> _Your objective_: Wherever the string "email" shows up in the material below, copy that line.

> _Dataset_:
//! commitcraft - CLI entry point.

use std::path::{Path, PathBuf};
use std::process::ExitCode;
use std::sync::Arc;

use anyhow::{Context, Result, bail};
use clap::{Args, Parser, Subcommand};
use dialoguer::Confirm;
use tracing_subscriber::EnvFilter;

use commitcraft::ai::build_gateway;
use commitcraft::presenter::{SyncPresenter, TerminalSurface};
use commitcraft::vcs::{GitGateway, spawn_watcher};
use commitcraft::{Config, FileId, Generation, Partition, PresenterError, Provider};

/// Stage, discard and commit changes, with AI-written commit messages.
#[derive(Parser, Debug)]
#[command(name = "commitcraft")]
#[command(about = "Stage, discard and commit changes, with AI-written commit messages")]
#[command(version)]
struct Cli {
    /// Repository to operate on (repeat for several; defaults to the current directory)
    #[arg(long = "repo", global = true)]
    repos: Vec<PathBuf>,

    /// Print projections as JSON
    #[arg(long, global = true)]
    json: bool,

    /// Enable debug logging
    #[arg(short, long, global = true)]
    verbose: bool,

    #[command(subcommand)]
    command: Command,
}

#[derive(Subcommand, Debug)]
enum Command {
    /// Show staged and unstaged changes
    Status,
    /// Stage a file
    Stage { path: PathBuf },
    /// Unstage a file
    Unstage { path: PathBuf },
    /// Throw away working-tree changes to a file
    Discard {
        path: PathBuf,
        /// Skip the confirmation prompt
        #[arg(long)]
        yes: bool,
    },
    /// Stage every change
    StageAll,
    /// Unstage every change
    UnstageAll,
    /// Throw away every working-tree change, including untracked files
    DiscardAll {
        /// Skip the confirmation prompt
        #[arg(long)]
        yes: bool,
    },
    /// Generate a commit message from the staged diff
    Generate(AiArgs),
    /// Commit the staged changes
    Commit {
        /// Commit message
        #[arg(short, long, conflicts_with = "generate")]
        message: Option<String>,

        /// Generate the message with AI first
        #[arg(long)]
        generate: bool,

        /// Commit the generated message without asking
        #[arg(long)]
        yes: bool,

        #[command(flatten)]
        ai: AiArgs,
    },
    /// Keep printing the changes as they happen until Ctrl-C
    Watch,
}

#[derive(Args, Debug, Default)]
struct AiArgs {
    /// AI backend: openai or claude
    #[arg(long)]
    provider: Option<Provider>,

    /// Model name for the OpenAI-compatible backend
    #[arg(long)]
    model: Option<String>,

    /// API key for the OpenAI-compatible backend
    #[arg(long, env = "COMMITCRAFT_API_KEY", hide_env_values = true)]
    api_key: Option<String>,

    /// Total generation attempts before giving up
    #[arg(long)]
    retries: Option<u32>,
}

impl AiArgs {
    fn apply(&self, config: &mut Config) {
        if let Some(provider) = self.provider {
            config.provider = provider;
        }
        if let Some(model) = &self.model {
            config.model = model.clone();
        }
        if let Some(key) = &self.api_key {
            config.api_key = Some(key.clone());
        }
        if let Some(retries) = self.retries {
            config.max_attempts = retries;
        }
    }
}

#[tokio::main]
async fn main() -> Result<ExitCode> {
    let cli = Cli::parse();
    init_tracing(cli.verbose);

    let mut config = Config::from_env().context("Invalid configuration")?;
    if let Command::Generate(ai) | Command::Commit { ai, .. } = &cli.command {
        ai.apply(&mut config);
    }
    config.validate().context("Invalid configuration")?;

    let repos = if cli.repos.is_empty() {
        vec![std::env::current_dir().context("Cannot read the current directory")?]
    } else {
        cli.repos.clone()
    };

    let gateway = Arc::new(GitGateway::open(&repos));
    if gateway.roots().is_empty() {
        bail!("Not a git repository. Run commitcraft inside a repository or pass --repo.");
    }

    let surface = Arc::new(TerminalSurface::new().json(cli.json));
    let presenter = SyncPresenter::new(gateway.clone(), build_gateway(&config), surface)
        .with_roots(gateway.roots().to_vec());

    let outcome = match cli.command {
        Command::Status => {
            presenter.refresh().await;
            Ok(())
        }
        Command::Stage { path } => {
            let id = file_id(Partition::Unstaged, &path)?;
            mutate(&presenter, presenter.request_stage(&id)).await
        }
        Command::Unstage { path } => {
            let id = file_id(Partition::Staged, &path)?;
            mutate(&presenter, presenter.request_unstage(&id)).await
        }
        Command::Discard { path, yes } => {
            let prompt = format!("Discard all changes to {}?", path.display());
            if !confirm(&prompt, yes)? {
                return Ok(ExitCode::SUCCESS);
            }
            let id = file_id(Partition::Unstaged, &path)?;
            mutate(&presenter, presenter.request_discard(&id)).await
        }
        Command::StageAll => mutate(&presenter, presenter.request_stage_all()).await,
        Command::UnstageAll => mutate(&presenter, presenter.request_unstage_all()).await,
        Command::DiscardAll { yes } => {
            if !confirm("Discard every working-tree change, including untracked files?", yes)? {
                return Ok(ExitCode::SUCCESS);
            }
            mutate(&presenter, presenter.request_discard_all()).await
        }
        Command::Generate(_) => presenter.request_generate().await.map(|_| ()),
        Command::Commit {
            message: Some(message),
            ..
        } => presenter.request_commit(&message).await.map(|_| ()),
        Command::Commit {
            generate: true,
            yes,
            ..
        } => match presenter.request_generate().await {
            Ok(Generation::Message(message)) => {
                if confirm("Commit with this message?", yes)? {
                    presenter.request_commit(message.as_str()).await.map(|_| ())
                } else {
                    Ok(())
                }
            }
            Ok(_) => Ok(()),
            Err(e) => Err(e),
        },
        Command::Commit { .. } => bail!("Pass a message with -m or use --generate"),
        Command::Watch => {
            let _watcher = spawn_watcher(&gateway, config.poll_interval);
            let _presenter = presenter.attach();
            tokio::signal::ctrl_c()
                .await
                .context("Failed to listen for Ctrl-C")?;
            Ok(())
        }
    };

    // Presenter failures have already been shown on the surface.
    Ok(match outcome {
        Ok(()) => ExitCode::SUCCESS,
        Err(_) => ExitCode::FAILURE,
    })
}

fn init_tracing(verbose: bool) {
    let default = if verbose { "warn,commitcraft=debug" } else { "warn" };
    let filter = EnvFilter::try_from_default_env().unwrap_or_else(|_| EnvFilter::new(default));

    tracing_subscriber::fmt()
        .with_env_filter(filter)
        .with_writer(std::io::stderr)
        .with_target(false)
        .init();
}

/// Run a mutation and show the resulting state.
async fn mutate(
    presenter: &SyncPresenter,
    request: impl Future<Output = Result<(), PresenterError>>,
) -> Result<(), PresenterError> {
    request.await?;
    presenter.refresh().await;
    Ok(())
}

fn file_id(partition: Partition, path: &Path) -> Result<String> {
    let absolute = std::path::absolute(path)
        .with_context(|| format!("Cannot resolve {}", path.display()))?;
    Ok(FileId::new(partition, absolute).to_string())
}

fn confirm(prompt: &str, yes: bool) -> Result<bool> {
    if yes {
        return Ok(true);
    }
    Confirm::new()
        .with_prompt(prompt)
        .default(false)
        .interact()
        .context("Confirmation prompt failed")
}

---

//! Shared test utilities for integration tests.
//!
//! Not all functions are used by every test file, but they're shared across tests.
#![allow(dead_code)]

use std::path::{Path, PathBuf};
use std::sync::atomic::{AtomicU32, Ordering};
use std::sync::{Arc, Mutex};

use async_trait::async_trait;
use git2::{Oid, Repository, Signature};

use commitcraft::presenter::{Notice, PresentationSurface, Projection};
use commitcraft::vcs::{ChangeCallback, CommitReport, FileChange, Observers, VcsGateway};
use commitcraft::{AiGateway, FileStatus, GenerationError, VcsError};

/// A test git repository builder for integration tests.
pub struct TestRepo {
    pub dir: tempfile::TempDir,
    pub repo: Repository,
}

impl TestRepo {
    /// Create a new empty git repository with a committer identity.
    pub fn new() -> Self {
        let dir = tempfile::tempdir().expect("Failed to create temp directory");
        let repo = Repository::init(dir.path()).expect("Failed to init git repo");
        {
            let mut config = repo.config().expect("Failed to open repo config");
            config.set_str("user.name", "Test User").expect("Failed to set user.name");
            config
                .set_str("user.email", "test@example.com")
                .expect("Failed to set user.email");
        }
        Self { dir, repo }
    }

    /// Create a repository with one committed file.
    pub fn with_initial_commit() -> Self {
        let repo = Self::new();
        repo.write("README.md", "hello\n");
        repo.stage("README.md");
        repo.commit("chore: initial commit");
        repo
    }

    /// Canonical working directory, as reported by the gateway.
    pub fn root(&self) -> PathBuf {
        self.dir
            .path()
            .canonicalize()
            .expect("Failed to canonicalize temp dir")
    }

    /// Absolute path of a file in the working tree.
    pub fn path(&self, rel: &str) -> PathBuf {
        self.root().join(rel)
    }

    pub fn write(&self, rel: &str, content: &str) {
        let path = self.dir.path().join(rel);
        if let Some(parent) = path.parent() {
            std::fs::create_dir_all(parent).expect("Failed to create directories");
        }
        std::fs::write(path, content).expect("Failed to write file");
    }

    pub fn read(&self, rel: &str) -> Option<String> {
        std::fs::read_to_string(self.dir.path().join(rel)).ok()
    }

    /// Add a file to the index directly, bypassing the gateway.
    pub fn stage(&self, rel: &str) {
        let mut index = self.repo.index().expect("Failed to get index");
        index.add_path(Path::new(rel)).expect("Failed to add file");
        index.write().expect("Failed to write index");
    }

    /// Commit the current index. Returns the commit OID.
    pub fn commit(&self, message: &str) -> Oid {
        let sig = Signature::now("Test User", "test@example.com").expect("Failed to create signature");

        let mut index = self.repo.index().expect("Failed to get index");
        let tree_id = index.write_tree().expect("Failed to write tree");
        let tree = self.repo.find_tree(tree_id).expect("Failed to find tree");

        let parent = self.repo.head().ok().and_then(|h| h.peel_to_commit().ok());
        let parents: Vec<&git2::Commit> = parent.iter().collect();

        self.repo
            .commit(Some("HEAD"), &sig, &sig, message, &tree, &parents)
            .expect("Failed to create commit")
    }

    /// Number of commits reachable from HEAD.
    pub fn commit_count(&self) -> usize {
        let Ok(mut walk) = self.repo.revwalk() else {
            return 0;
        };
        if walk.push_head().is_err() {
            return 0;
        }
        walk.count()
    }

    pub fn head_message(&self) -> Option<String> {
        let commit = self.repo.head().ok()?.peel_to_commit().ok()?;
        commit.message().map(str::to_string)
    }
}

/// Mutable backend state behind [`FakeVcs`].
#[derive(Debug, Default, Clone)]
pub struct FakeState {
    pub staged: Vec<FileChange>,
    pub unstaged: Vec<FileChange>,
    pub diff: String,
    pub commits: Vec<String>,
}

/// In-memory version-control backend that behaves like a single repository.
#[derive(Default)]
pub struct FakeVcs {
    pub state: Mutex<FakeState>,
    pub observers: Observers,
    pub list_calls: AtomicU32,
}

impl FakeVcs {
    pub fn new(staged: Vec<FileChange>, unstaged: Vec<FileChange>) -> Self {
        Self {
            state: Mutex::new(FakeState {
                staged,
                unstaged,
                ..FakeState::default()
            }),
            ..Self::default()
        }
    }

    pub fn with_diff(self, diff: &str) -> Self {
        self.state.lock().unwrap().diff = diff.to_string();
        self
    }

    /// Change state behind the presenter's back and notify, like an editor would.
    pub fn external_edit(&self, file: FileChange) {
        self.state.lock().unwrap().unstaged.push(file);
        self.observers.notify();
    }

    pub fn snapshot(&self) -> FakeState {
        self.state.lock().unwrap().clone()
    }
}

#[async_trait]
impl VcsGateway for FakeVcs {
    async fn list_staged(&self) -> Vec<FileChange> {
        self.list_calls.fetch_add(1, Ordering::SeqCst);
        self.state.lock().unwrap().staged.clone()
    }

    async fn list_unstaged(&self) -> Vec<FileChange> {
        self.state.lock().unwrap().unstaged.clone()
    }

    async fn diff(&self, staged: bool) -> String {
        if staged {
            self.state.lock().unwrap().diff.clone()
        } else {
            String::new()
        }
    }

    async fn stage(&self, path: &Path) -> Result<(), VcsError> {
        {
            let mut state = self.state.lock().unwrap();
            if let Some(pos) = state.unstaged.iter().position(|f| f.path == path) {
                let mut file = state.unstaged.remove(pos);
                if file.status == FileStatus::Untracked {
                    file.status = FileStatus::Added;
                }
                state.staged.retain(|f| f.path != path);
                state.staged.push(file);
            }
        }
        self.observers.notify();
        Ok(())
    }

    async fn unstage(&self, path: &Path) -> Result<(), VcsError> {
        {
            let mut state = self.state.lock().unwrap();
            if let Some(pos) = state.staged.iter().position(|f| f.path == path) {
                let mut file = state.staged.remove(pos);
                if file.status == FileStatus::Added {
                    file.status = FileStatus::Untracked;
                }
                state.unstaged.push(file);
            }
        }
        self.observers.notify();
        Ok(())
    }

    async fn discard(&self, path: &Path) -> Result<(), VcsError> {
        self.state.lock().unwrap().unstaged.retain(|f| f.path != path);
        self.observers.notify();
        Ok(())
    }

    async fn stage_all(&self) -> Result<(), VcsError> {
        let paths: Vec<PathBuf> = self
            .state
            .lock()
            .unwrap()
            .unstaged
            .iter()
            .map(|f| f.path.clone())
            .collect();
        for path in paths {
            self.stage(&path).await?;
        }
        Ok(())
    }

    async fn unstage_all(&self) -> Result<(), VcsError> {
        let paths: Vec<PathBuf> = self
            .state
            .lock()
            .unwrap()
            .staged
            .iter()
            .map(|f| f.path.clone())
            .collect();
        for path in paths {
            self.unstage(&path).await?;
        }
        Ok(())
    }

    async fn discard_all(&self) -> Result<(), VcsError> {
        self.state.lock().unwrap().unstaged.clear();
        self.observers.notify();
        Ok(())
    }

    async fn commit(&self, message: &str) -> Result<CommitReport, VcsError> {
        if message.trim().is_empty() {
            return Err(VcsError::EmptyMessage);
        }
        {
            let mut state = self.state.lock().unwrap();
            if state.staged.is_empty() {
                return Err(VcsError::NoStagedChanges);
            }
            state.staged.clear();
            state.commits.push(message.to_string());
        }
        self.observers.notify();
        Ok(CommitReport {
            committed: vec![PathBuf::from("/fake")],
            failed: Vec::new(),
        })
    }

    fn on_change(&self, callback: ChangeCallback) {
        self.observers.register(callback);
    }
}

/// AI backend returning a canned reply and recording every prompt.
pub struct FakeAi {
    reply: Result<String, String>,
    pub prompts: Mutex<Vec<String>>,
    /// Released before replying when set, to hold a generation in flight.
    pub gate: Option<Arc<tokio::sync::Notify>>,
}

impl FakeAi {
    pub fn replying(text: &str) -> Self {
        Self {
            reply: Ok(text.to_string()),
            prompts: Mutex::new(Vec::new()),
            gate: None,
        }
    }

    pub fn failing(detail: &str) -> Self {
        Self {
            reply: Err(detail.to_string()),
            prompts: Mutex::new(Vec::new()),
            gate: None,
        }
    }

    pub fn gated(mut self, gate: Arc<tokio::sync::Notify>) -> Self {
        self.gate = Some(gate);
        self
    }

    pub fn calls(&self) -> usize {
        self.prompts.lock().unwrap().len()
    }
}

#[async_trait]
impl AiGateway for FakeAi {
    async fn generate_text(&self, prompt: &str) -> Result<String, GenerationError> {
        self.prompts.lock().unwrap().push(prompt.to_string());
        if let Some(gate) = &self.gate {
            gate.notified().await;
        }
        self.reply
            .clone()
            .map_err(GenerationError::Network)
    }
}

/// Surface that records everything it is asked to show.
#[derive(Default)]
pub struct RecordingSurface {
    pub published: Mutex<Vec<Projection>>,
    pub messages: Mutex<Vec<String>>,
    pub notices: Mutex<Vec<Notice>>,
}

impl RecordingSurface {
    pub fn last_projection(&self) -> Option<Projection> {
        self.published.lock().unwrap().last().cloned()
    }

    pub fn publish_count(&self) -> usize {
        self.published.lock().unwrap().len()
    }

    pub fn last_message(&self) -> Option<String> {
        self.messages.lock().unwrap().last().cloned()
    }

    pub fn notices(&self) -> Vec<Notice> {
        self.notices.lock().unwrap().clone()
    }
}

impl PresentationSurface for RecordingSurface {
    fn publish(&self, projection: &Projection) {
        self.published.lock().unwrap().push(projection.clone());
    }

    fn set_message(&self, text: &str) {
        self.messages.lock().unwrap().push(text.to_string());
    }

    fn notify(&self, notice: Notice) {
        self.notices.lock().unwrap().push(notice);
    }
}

> _Answer box_:
                .set_str("user.email", "test@example.com")
                .expect("Failed to set user.email");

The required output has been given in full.